= Institut für Weltraumforschung (Space Research Institute) =

Austrian space institute

The Institut für Weltraumforschung (IWF - Space Research Institute) is one of the biggest institutes of the Austrian Academy of Sciences (Österreichische Akademie der Wissenschaften - OeAW) and is located in Graz. Established in 1970, it has been studying the physics of space plasmas and the atmospheres of planets inside and outside the Solar System for more than 50 years. With about 100 employees from twenty nations, it is located in the Victor Franz Hess Research Center of OeAW in the south of Graz. At the Lustbühel Observatory it operates a satellite laser ranging station, which is one of the best in the world.

== Participation in space missions ==

IWF is the only institute in Austria that develops and builds space-qualified instruments on a large scale. The data returned by them are scientifically analysed and physically interpreted at the institute. IWF's core engineering expertise is in building magnetometers and on-board computers, as well as in laser ranging to satellites and space debris. In terms of science, IWF concentrates on dynamic processes in space plasma physics and on the upper atmospheres of planets and exoplanets - i.e. planets outside the Solar System.
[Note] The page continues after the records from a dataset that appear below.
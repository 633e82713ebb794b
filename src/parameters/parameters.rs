//! Ordered parameter collection
//!
//! This module provides the ParameterSet struct, the ordered list of
//! parameters owned by one leaf function. Unlike a map keyed by name, the
//! position of each parameter is its identity: gradients and covariance
//! matrices are indexed by it.

use crate::error::Result;
use crate::parameters::parameter::{Parameter, ParameterError};
use serde::{Deserialize, Serialize};
use std::fs::File;
use std::io::Read;
use std::path::Path;

/// An ordered collection of parameters
#[derive(Debug, Clone, Default, PartialEq, Serialize, Deserialize)]
pub struct ParameterSet {
    params: Vec<Parameter>,
}

impl ParameterSet {
    /// Create a new empty parameter set
    ///
    /// # Examples
    ///
    /// ```
    /// use jonesfit::parameters::ParameterSet;
    ///
    /// let params = ParameterSet::new();
    /// assert_eq!(params.len(), 0);
    /// ```
    pub fn new() -> Self {
        Self { params: Vec::new() }
    }

    /// Append a parameter and return its index
    ///
    /// # Examples
    ///
    /// ```
    /// use jonesfit::parameters::{Parameter, ParameterSet};
    ///
    /// let mut params = ParameterSet::new();
    /// assert_eq!(params.add(Parameter::new("gain", 1.0)), 0);
    /// assert_eq!(params.add(Parameter::new("b_1", 0.0)), 1);
    /// ```
    pub fn add(&mut self, param: Parameter) -> usize {
        self.params.push(param);
        self.params.len() - 1
    }

    /// Builder form of [`ParameterSet::add`]
    pub fn with(mut self, param: Parameter) -> Self {
        self.add(param);
        self
    }

    /// Get a parameter by index
    pub fn get(&self, index: usize) -> std::result::Result<&Parameter, ParameterError> {
        let nparam = self.params.len();
        self.params
            .get(index)
            .ok_or(ParameterError::IndexOutOfRange { index, nparam })
    }

    /// Get a mutable parameter by index
    pub fn get_mut(&mut self, index: usize) -> std::result::Result<&mut Parameter, ParameterError> {
        let nparam = self.params.len();
        self.params
            .get_mut(index)
            .ok_or(ParameterError::IndexOutOfRange { index, nparam })
    }

    /// Index of the first parameter with the given name
    pub fn find(&self, name: &str) -> Option<usize> {
        self.params.iter().position(|p| p.name() == name)
    }

    /// Get a parameter by name
    pub fn by_name(&self, name: &str) -> std::result::Result<&Parameter, ParameterError> {
        self.find(name)
            .map(|i| &self.params[i])
            .ok_or_else(|| ParameterError::ParameterNotFound {
                name: name.to_string(),
            })
    }

    /// Number of parameters
    pub fn len(&self) -> usize {
        self.params.len()
    }

    /// Check if the set is empty
    pub fn is_empty(&self) -> bool {
        self.params.is_empty()
    }

    /// Iterate over the parameters in order
    pub fn iter(&self) -> std::slice::Iter<'_, Parameter> {
        self.params.iter()
    }

    /// All parameter values in order
    pub fn values(&self) -> Vec<f64> {
        self.params.iter().map(|p| p.value()).collect()
    }

    /// All parameter names in order
    pub fn names(&self) -> Vec<String> {
        self.params.iter().map(|p| p.name().to_string()).collect()
    }

    /// Number of parameters varied during the fit
    pub fn nparam_infit(&self) -> usize {
        self.params.iter().filter(|p| p.infit()).count()
    }

    /// Set all values at once
    ///
    /// # Returns
    ///
    /// An error if the number of values differs from the number of parameters
    /// or any value is not finite; the set is unchanged on error.
    pub fn set_values(&mut self, values: &[f64]) -> std::result::Result<(), ParameterError> {
        if values.len() != self.params.len() {
            return Err(ParameterError::IndexOutOfRange {
                index: values.len(),
                nparam: self.params.len(),
            });
        }
        if let Some((i, &value)) = values.iter().enumerate().find(|(_, v)| !v.is_finite()) {
            return Err(ParameterError::NonFiniteValue {
                name: self.params[i].name().to_string(),
                value,
            });
        }
        for (param, &value) in self.params.iter_mut().zip(values) {
            param.set_value(value)?;
        }
        Ok(())
    }

    /// Serialize the parameter set to a JSON string
    pub fn to_json(&self) -> Result<String> {
        Ok(serde_json::to_string_pretty(self)?)
    }

    /// Deserialize a parameter set from a JSON string
    pub fn from_json(json: &str) -> Result<Self> {
        Ok(serde_json::from_str(json)?)
    }

    /// Save the parameter set to a JSON file
    pub fn save_json<P: AsRef<Path>>(&self, path: P) -> Result<()> {
        std::fs::write(path, self.to_json()?)?;
        Ok(())
    }

    /// Load a parameter set from a JSON file
    pub fn load_json<P: AsRef<Path>>(path: P) -> Result<Self> {
        let mut file = File::open(path)?;
        let mut contents = String::new();
        file.read_to_string(&mut contents)?;
        Self::from_json(&contents)
    }
}

impl<'a> IntoIterator for &'a ParameterSet {
    type Item = &'a Parameter;
    type IntoIter = std::slice::Iter<'a, Parameter>;

    fn into_iter(self) -> Self::IntoIter {
        self.params.iter()
    }
}

#[cfg(test)]
mod tests {
    use super::*;

    fn boost() -> ParameterSet {
        ParameterSet::new()
            .with(Parameter::new("b_1", 0.1))
            .with(Parameter::new("b_2", 0.2))
            .with(Parameter::new("b_3", 0.3).fixed())
    }

    #[test]
    fn test_ordering_and_lookup() {
        let params = boost();
        assert_eq!(params.len(), 3);
        assert_eq!(params.names(), vec!["b_1", "b_2", "b_3"]);
        assert_eq!(params.values(), vec![0.1, 0.2, 0.3]);
        assert_eq!(params.find("b_2"), Some(1));
        assert_eq!(params.by_name("b_3").unwrap().value(), 0.3);
        assert!(params.by_name("r_1").is_err());
        assert_eq!(params.nparam_infit(), 2);
    }

    #[test]
    fn test_index_out_of_range() {
        let mut params = boost();
        assert_eq!(
            params.get(3).unwrap_err(),
            ParameterError::IndexOutOfRange { index: 3, nparam: 3 }
        );
        assert!(params.get_mut(7).is_err());
    }

    #[test]
    fn test_set_values() {
        let mut params = boost();
        params.set_values(&[1.0, 2.0, 3.0]).unwrap();
        assert_eq!(params.values(), vec![1.0, 2.0, 3.0]);

        assert!(params.set_values(&[1.0]).is_err());
        assert!(params.set_values(&[1.0, f64::INFINITY, 0.0]).is_err());
        assert_eq!(params.values(), vec![1.0, 2.0, 3.0]);
    }

    #[test]
    fn test_json_round_trip() {
        let params = boost();
        let json = params.to_json().unwrap();
        let back = ParameterSet::from_json(&json).unwrap();
        assert_eq!(params, back);
    }
}
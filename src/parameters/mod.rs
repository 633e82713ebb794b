//! # Parameter System
//!
//! Every leaf function owns an ordered [`ParameterSet`]. Each [`Parameter`]
//! carries a value, a variance written back after a successful fit, and an
//! `infit` flag that decides whether the solver may vary it.
//!
//! ## Example Usage
//!
//! ```rust
//! use jonesfit::parameters::{Parameter, ParameterSet};
//!
//! let mut params = ParameterSet::new();
//! params.add(Parameter::new("gain", 1.0));
//! params.add(Parameter::new("b_1", 0.0).with_description("boost along Stokes Q"));
//!
//! // hold the gain fixed
//! params.get_mut(0).unwrap().set_infit(false);
//! assert_eq!(params.nparam_infit(), 1);
//! ```

pub mod parameter;
pub mod parameters;

// Re-export key types
pub use parameter::{Parameter, ParameterError};
pub use parameters::ParameterSet;
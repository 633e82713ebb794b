//! # Measurement equation
//!
//! A [`ReceptionModel`] relates unknown input polarization states to the
//! Stokes vectors observed through one or more signal paths:
//!
//! ```text
//! rho_observed = J rho_input J^H
//! ```
//!
//! where `J` is the Jones matrix of the active signal path (a
//! "transformation") and `rho_input` the coherency matrix of the active
//! input. Inputs and transformations are nodes of one [`Arena`], so leaves
//! shared between paths (a common receiver, for example) are fit once.
//!
//! Observations are grouped into [`CoherencyMeasurementSet`]s that share a
//! signal path and a set of coordinates (e.g. hour angle). The model is a
//! [`Problem`] and is fit with [`ReceptionModel::solve`].

mod measurement;
pub mod simulate;

pub use measurement::{CoherencyMeasurement, CoherencyMeasurementSet};

use crate::algebra::jones::{self, Jones};
use crate::error::{JonesFitError, Result, ResultExt};
use crate::function::{Arena, ChainCovariance, Function, Kind, NodeId, Scope};
use crate::lm::{JonesReduction, Solver};
use crate::problem::{Problem, Residual};

/// Value of the active signal path, and its gradient when one was requested.
#[derive(Debug, Clone)]
struct PathCache {
    index: usize,
    generation: u64,
    value: Jones,
    gradient: Option<Vec<Jones>>,
}

/// The measurement equation.
#[derive(Debug, Default)]
pub struct ReceptionModel {
    arena: Arena,
    inputs: Vec<NodeId>,
    transformations: Vec<NodeId>,
    scope: Scope,
    input_maps: Vec<Vec<usize>>,
    transformation_maps: Vec<Vec<usize>>,
    input_index: usize,
    transformation_index: usize,
    cache: Option<PathCache>,
    data: Vec<CoherencyMeasurementSet>,
}

impl ReceptionModel {
    /// An empty measurement equation with its own arena.
    pub fn new() -> Self {
        Self::default()
    }

    /// A measurement equation over models already built in `arena`.
    pub fn with_arena(arena: Arena) -> Self {
        Self {
            arena,
            ..Self::default()
        }
    }

    /// The arena holding inputs and signal paths.
    pub fn arena(&self) -> &Arena {
        &self.arena
    }

    /// Mutable access to the arena, for building models.
    ///
    /// Nodes added to the arena are not part of the equation until passed to
    /// [`ReceptionModel::add_input`] or [`ReceptionModel::add_transformation`].
    pub fn arena_mut(&mut self) -> &mut Arena {
        self.cache = None;
        &mut self.arena
    }

    fn check_complex2(&self, id: NodeId, what: &str) -> Result<()> {
        if self.arena.kind(id)? != Kind::Complex2 {
            return Err(JonesFitError::DimensionMismatch(format!(
                "ReceptionModel::{} node {} is not Jones-valued",
                what, id
            )));
        }
        Ok(())
    }

    fn rebuild_scope(&mut self) -> Result<()> {
        let nodes: Vec<NodeId> = self.inputs.iter().chain(&self.transformations).copied().collect();
        let (scope, mut maps) = self.arena.union_scope(&nodes)?;
        self.transformation_maps = maps.split_off(self.inputs.len());
        self.input_maps = maps;
        self.scope = scope;
        self.cache = None;
        Ok(())
    }

    /// Add an unknown input state; returns its index.
    pub fn add_input(&mut self, input: NodeId) -> Result<usize> {
        self.check_complex2(input, "add_input")?;
        self.inputs.push(input);
        self.rebuild_scope()?;
        Ok(self.inputs.len() - 1)
    }

    /// Add a signal path; returns its index.
    pub fn add_transformation(&mut self, path: NodeId) -> Result<usize> {
        self.check_complex2(path, "add_transformation")?;
        self.transformations.push(path);
        self.rebuild_scope()?;
        Ok(self.transformations.len() - 1)
    }

    /// Number of input states.
    pub fn ninput(&self) -> usize {
        self.inputs.len()
    }

    /// Number of signal paths.
    pub fn ntransformation(&self) -> usize {
        self.transformations.len()
    }

    /// Node of input `index`.
    pub fn input(&self, index: usize) -> Result<NodeId> {
        self.inputs.get(index).copied().ok_or_else(|| {
            JonesFitError::InvalidIndex(format!("input index={} >= ninput={}", index, self.inputs.len()))
        })
    }

    /// Node of signal path `index`.
    pub fn transformation(&self, index: usize) -> Result<NodeId> {
        self.transformations.get(index).copied().ok_or_else(|| {
            JonesFitError::InvalidIndex(format!(
                "transformation index={} >= ntransformation={}",
                index,
                self.transformations.len()
            ))
        })
    }

    /// Select the active input state.
    pub fn set_input_index(&mut self, index: usize) -> Result<()> {
        self.input(index)?;
        self.input_index = index;
        Ok(())
    }

    /// Index of the active input state.
    pub fn input_index(&self) -> usize {
        self.input_index
    }

    /// Select the active signal path.
    pub fn set_transformation_index(&mut self, index: usize) -> Result<()> {
        self.transformation(index)?;
        self.transformation_index = index;
        Ok(())
    }

    /// Index of the active signal path.
    pub fn transformation_index(&self) -> usize {
        self.transformation_index
    }

    /// Add a set of observations.
    ///
    /// # Errors
    ///
    /// * `JonesFitError::InvalidIndex` if the signal path, an input or an axis does not exist
    pub fn add_data(&mut self, data: CoherencyMeasurementSet) -> Result<()> {
        self.transformation(data.transformation_index())
            .context("ReceptionModel::add_data")?;
        for measurement in data.iter() {
            self.input(measurement.input_index())
                .context("ReceptionModel::add_data")?;
        }
        for &(axis, _) in data.coordinates() {
            self.arena.abscissa(axis).context("ReceptionModel::add_data")?;
        }
        self.data.push(data);
        Ok(())
    }

    /// The observations.
    pub fn data(&self) -> &[CoherencyMeasurementSet] {
        &self.data
    }

    /// Remove all observations.
    pub fn clear_data(&mut self) {
        self.data.clear();
    }

    /// Number of measurements across all sets.
    pub fn nmeasurement(&self) -> usize {
        self.data.iter().map(|set| set.len()).sum()
    }

    /// The union scope that indexes the parameters of the equation.
    pub fn scope(&self) -> &Scope {
        &self.scope
    }

    fn resolve(&self, index: usize) -> Result<(NodeId, usize)> {
        self.scope.resolve(index).ok_or_else(|| {
            JonesFitError::InvalidParameter(format!(
                "ReceptionModel index={} >= nparam={}",
                index,
                self.scope.nparam()
            ))
        })
    }

    fn evaluate_path(&mut self, want_gradient: bool) -> Result<Jones> {
        let index = self.transformation_index;
        let generation = self.arena.generation();
        if let Some(cache) = &self.cache {
            if cache.index == index
                && cache.generation == generation
                && (cache.gradient.is_some() || !want_gradient)
            {
                return Ok(cache.value);
            }
        }

        let path = self.transformation(index)?;
        let (value, gradient) = if want_gradient {
            let mut gradient = Vec::new();
            let value = self.arena.evaluate::<Jones>(path, Some(&mut gradient))?;
            (value, Some(gradient))
        } else {
            (self.arena.evaluate::<Jones>(path, None)?, None)
        };
        log::trace!(
            "ReceptionModel path={} generation={} gradient={} evaluated",
            index,
            generation,
            want_gradient
        );

        self.cache = Some(PathCache {
            index,
            generation,
            value,
            gradient,
        });
        Ok(value)
    }

    /// Fit the equation to its data.
    pub fn solve(&mut self, solver: &mut Solver) -> Result<()> {
        solver.solve(self, JonesReduction).context("ReceptionModel::solve")
    }

    /// Covariance of a chain-constrained parameter with every parameter of
    /// the equation, given the fitted covariance of the equation.
    pub fn constraint_covariance(
        &mut self,
        chain: NodeId,
        covariance: &ndarray::Array2<f64>,
    ) -> Result<ChainCovariance> {
        let scope = self.scope.clone();
        self.arena
            .chain_covariance_in(chain, &scope, covariance)
            .context("ReceptionModel::constraint_covariance")
    }
}

impl Function for ReceptionModel {
    type Output = Jones;

    /// `J rho J^H` for the active path and input.
    fn evaluate(&mut self, gradient: Option<&mut Vec<Jones>>) -> Result<Jones> {
        let input = self.input(self.input_index)?;
        let want_gradient = gradient.is_some();
        let j = self.evaluate_path(want_gradient)?;

        let mut input_gradient = Vec::new();
        let rho = if want_gradient {
            self.arena.evaluate::<Jones>(input, Some(&mut input_gradient))?
        } else {
            self.arena.evaluate::<Jones>(input, None)?
        };

        let j_herm = jones::herm(&j);
        let result = j * rho * j_herm;

        if let Some(gradient) = gradient {
            let path_gradient = self
                .cache
                .as_ref()
                .and_then(|cache| cache.gradient.as_deref())
                .ok_or_else(|| JonesFitError::InvalidState("ReceptionModel: path gradient not cached".to_string()))?;

            gradient.clear();
            gradient.resize(self.scope.nparam(), jones::zero());

            let path_map = &self.transformation_maps[self.transformation_index];
            for (dj, &index) in path_gradient.iter().zip(path_map) {
                // d(J rho J^H) = dJ rho J^H + J rho dJ^H
                let partial = dj * rho * j_herm;
                gradient[index] += partial + jones::herm(&partial);
            }

            let input_map = &self.input_maps[self.input_index];
            for (drho, &index) in input_gradient.iter().zip(input_map) {
                gradient[index] += j * drho * j_herm;
            }
        }

        Ok(result)
    }

    fn nparam(&self) -> usize {
        self.scope.nparam()
    }

    fn param(&self, index: usize) -> Result<f64> {
        let (leaf, local) = self.resolve(index)?;
        self.arena.param(leaf, local)
    }

    fn set_param(&mut self, index: usize, value: f64) -> Result<()> {
        let (leaf, local) = self.resolve(index)?;
        self.arena.set_param(leaf, local, value)
    }

    fn infit(&self, index: usize) -> Result<bool> {
        let (leaf, local) = self.resolve(index)?;
        self.arena.infit(leaf, local)
    }

    fn set_infit(&mut self, index: usize, infit: bool) -> Result<()> {
        let (leaf, local) = self.resolve(index)?;
        self.arena.set_infit(leaf, local, infit)
    }

    fn variance(&self, index: usize) -> Result<f64> {
        let (leaf, local) = self.resolve(index)?;
        self.arena.variance(leaf, local)
    }

    fn set_variance(&mut self, index: usize, variance: f64) -> Result<()> {
        let (leaf, local) = self.resolve(index)?;
        self.arena.set_variance(leaf, local, variance)
    }

    fn param_name(&self, index: usize) -> Result<String> {
        let (leaf, local) = self.resolve(index)?;
        self.arena.param_name(leaf, local)
    }
}

impl Problem for ReceptionModel {
    /// Four Stokes parameters per measurement.
    fn ndat_constraint(&self) -> usize {
        4 * self.nmeasurement()
    }

    fn for_each_residual(&mut self, visit: &mut dyn FnMut(Residual<'_, Jones>) -> Result<()>) -> Result<()> {
        let mut gradient = Vec::new();
        for iset in 0..self.data.len() {
            let path = self.data[iset].transformation_index();
            self.data[iset]
                .set_coordinates(&mut self.arena)
                .with_context(|| format!("ReceptionModel set={}", iset))?;
            self.set_transformation_index(path)?;

            for imeas in 0..self.data[iset].len() {
                let measurement = &self.data[iset].measurements()[imeas];
                let input = measurement.input_index();
                let observed = measurement.coherency();
                let uncertainty = *measurement.uncertainty();

                self.set_input_index(input)?;
                let model = self
                    .evaluate(Some(&mut gradient))
                    .with_context(|| format!("ReceptionModel set={} measurement={}", iset, imeas))?;

                log::trace!(
                    "ReceptionModel set={} input={} data={} model={}",
                    iset,
                    input,
                    observed,
                    model
                );

                visit(Residual {
                    delta: observed - model,
                    gradient: &gradient,
                    weighting: &uncertainty,
                })
                .with_context(|| format!("ReceptionModel set={} measurement={}", iset, imeas))?;
            }
        }
        Ok(())
    }
}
Space has been explored with the help of satellites for more than 60 years and still poses many puzzles. Since the beginning of the 1980s, IWF has contributed/is contributing to more than 40 international space missions with over 100 scientific instruments. The institute is currently involved in 23 projects led by the European Space Agency (ESA), NASA or national space agencies in Japan, Russia, China, and South Korea. The missions cover fleets of satellites in near-Earth space (Cluster, MMS, THEMIS), the observation of the Sun (STEREO, Solar Orbiter) and the exploration of planets such as Mercury (BepiColombo), Jupiter (Juno, JUICE) and extrasolar planets (CHEOPS). From building the instruments to analyzing their data, these projects last 10-30 years. While IWF has already "harvested" the data from past missions (Cassini/Huygens, Rosetta) and the scientists are eagerly analyzing the data from the current missions, in the laboratory the sophisticated sensors and instruments for future missions are being developed.